What is ADCC in immunology?ADCC is the antibody dependent cell mediated cytotoxicity, which means that the Fab segment of the antibody binds to the antigenic epitope of the virus-infected cell or tumor cell, and the FcR of the Fc segment and the killer cell (NK cell, macrophage, etc.) surface. Binding, mediating killer cells directly kills target cells.
IgG antibodies mediate the role of these cells in ADCC, which is the main cell that can function as ADCC. In the process of antibody-mediated ADCC action, the antibody can only specifically bind to the corresponding antigenic epitope on the target cell, and effector cells such as NK cells can kill any target cells that have bound to the antibody, so the antibody and the target cell The antigen binding on it is specific, and the killing effect of NK cells and the like on target cells is non-specific.

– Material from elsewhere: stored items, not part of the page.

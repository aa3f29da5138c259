//! Colocation tag groups.
//!
//! A disjoint set over tags. The oldest tag of a group is its canonical id,
//! so merging always folds the newer group into the older one.

use indexmap::IndexMap;
use std::collections::BTreeMap;

#[derive(Debug, Clone, Default)]
pub struct ColocateTags {
    /// Tag to slot, slots numbered in creation order.
    slots: IndexMap<String, usize>,
    parent: Vec<usize>,
}

impl ColocateTags {
    pub fn new() -> Self {
        Self::default()
    }

    pub fn len(&self) -> usize {
        self.slots.len()
    }

    pub fn is_empty(&self) -> bool {
        self.slots.is_empty()
    }

    pub fn contains(&self, tag: &str) -> bool {
        self.slots.contains_key(tag)
    }

    /// Register `tag` as its own group if unseen.
    pub fn insert(&mut self, tag: &str) -> usize {
        if let Some(slot) = self.slots.get(tag) {
            return *slot;
        }
        let slot = self.parent.len();
        self.parent.push(slot);
        self.slots.insert(tag.to_string(), slot);
        slot
    }

    fn root_of(&mut self, slot: usize) -> usize {
        let mut root = slot;
        while self.parent[root] != root {
            root = self.parent[root];
        }
        // Path compression.
        let mut cur = slot;
        while self.parent[cur] != root {
            let next = self.parent[cur];
            self.parent[cur] = root;
            cur = next;
        }
        root
    }

    fn root_of_ref(&self, slot: usize) -> usize {
        let mut root = slot;
        while self.parent[root] != root {
            root = self.parent[root];
        }
        root
    }

    fn tag_at(&self, slot: usize) -> &str {
        self.slots
            .get_index(slot)
            .map(|(tag, _)| tag.as_str())
            .unwrap_or_default()
    }

    /// Canonical tag of the group holding `tag`.
    pub fn find(&mut self, tag: &str) -> Option<String> {
        let slot = *self.slots.get(tag)?;
        let root = self.root_of(slot);
        Some(self.tag_at(root).to_string())
    }

    /// Same as [`find`](Self::find) without compressing paths.
    pub fn resolve(&self, tag: &str) -> Option<&str> {
        let slot = *self.slots.get(tag)?;
        Some(self.tag_at(self.root_of_ref(slot)))
    }

    /// Merge the groups of `a` and `b`, registering either if needed.
    /// Returns the canonical tag of the merged group.
    pub fn union(&mut self, a: &str, b: &str) -> String {
        let sa = self.insert(a);
        let sb = self.insert(b);
        let ra = self.root_of(sa);
        let rb = self.root_of(sb);
        let (keep, fold) = if ra <= rb { (ra, rb) } else { (rb, ra) };
        if keep != fold {
            self.parent[fold] = keep;
            tracing::debug!(
                merged = self.tag_at(fold),
                into = self.tag_at(keep),
                "colocation groups merged"
            );
        }
        self.tag_at(keep).to_string()
    }

    /// Every tag that is not itself canonical, mapped to its canonical tag.
    pub fn mapping(&self) -> BTreeMap<String, String> {
        self.slots
            .iter()
            .filter_map(|(tag, slot)| {
                let root = self.root_of_ref(*slot);
                (root != *slot).then(|| (tag.clone(), self.tag_at(root).to_string()))
            })
            .collect()
    }
}
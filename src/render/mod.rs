pub mod json;

pub use json::render_graph_json;
//! Port model.
//!
//! Ports live in arenas owned by the graph and point back at their operator
//! by id. Edges are stored on both ends.

use crate::spl::expr::Expression;
use crate::spl::schema::Schema;
use crate::spl::window::WindowConfig;
use indexmap::IndexMap;
use serde_json::{Map, Value};

#[derive(Debug, Clone, Copy, PartialEq, Eq, Hash, PartialOrd, Ord)]
pub struct OperatorId(pub(crate) usize);

#[derive(Debug, Clone, Copy, PartialEq, Eq, Hash, PartialOrd, Ord)]
pub struct OutputPortId(pub(crate) usize);

#[derive(Debug, Clone, Copy, PartialEq, Eq, Hash, PartialOrd, Ord)]
pub struct InputPortId(pub(crate) usize);

impl OperatorId {
    /// Creation index of the operator.
    pub fn index(&self) -> usize {
        self.0
    }
}

/// How tuples are routed across parallel channels.
#[derive(Debug, Clone, Copy, PartialEq, Eq, Default)]
pub enum Routing {
    #[default]
    RoundRobin,
    HashPartitioned,
    KeyPartitioned,
    Broadcast,
}

impl Routing {
    pub fn as_str(&self) -> &'static str {
        match self {
            Routing::RoundRobin => "ROUND_ROBIN",
            Routing::HashPartitioned => "HASH_PARTITIONED",
            Routing::KeyPartitioned => "KEY_PARTITIONED",
            Routing::Broadcast => "BROADCAST",
        }
    }
}

/// Parallel channel count.
#[derive(Debug, Clone, PartialEq)]
pub enum Width {
    Fixed(u32),
    /// Width taken from a submission parameter at submit time.
    Parameter(Expression),
}

impl Width {
    fn spl_json(&self) -> Value {
        match self {
            Width::Fixed(n) => Value::from(*n),
            Width::Parameter(e) => e.spl_json(),
        }
    }
}

#[derive(Debug, Clone)]
pub struct OutputPort {
    pub(crate) id: OutputPortId,
    pub(crate) operator: OperatorId,
    pub(crate) index: usize,
    pub(crate) name: String,
    pub(crate) runtime_id: String,
    pub(crate) schema: Schema,
    pub(crate) width: Option<Width>,
    pub(crate) partitioned_keys: Option<Vec<String>>,
    pub(crate) routing: Routing,
    pub(crate) connections: Vec<InputPortId>,
    /// Output clause assignments, attribute name to expression.
    pub(crate) assigns: IndexMap<String, Expression>,
}

impl OutputPort {
    pub fn id(&self) -> OutputPortId {
        self.id
    }

    pub fn operator(&self) -> OperatorId {
        self.operator
    }

    pub fn index(&self) -> usize {
        self.index
    }

    pub fn name(&self) -> &str {
        &self.name
    }

    pub fn runtime_id(&self) -> &str {
        &self.runtime_id
    }

    pub fn schema(&self) -> &Schema {
        &self.schema
    }

    pub fn width(&self) -> Option<&Width> {
        self.width.as_ref()
    }

    pub fn routing(&self) -> Routing {
        self.routing
    }

    pub fn connections(&self) -> &[InputPortId] {
        &self.connections
    }

    pub fn assigns(&self) -> &IndexMap<String, Expression> {
        &self.assigns
    }

    pub fn is_partitioned(&self) -> bool {
        self.partitioned_keys.is_some()
            || matches!(self.routing, Routing::HashPartitioned | Routing::KeyPartitioned)
    }

    /// `connections` holds the internal names of the connected input ports.
    pub(crate) fn spl_json(&self, connections: Vec<String>) -> Value {
        let mut out = Map::new();
        out.insert("type".to_string(), Value::from(self.schema.spl_type()));
        out.insert("name".to_string(), Value::from(self.runtime_id.as_str()));
        out.insert("connections".to_string(), Value::from(connections));
        out.insert("routing".to_string(), Value::from(self.routing.as_str()));
        if let Some(width) = &self.width {
            out.insert("width".to_string(), width.spl_json());
        }
        if self.is_partitioned() {
            out.insert("partitioned".to_string(), Value::Bool(true));
            if let Some(keys) = &self.partitioned_keys {
                out.insert("partitionedKeys".to_string(), Value::from(keys.clone()));
            }
        }
        if !self.assigns.is_empty() {
            let assigns: Map<String, Value> = self
                .assigns
                .iter()
                .map(|(attr, e)| (attr.clone(), e.spl_json()))
                .collect();
            out.insert("assigns".to_string(), Value::Object(assigns));
        }
        Value::Object(out)
    }
}

#[derive(Debug, Clone)]
pub struct InputPort {
    pub(crate) id: InputPortId,
    pub(crate) operator: OperatorId,
    pub(crate) index: usize,
    /// Internal name, SPL does not name input ports.
    pub(crate) name: String,
    pub(crate) schema: Option<Schema>,
    pub(crate) window: Option<WindowConfig>,
    pub(crate) alias: Option<String>,
    pub(crate) connections: Vec<OutputPortId>,
}

impl InputPort {
    pub fn id(&self) -> InputPortId {
        self.id
    }

    pub fn operator(&self) -> OperatorId {
        self.operator
    }

    pub fn index(&self) -> usize {
        self.index
    }

    pub fn name(&self) -> &str {
        &self.name
    }

    pub fn schema(&self) -> Option<&Schema> {
        self.schema.as_ref()
    }

    pub fn alias(&self) -> Option<&str> {
        self.alias.as_deref()
    }

    pub fn window(&self) -> Option<&WindowConfig> {
        self.window.as_ref()
    }

    pub fn connections(&self) -> &[OutputPortId] {
        &self.connections
    }

    /// `connections` holds the runtime ids of the connected output ports.
    pub(crate) fn spl_json(&self, connections: Vec<String>) -> Value {
        let mut out = Map::new();
        out.insert("name".to_string(), Value::from(self.name.as_str()));
        if let Some(alias) = &self.alias {
            out.insert("alias".to_string(), Value::from(alias.as_str()));
        }
        out.insert("connections".to_string(), Value::from(connections));
        let schema = self.schema.clone().unwrap_or_default();
        out.insert("type".to_string(), Value::from(schema.spl_type()));
        if let Some(window) = &self.window {
            out.insert("window".to_string(), window.spl_json());
        }
        Value::Object(out)
    }
}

The mechanism of action of ADCC:
1. Perforin, granzyme action pathway Perforin is a cytotoxic substance stored in cytoplasmic granules, and its biological effect is similar to that of complement membrane attack complex. In the presence of calcium ions, a polypermein "hole" can be formed on the target cell membrane, allowing the water electrolyte to rapidly enter the cell, causing cell collapse and destruction. Granzyme is a serine protease that enters the cell by the "pore" formed by perforin on the target cell membrane, and causes apoptosis of the target cell by activating an apoptosis-related enzyme system.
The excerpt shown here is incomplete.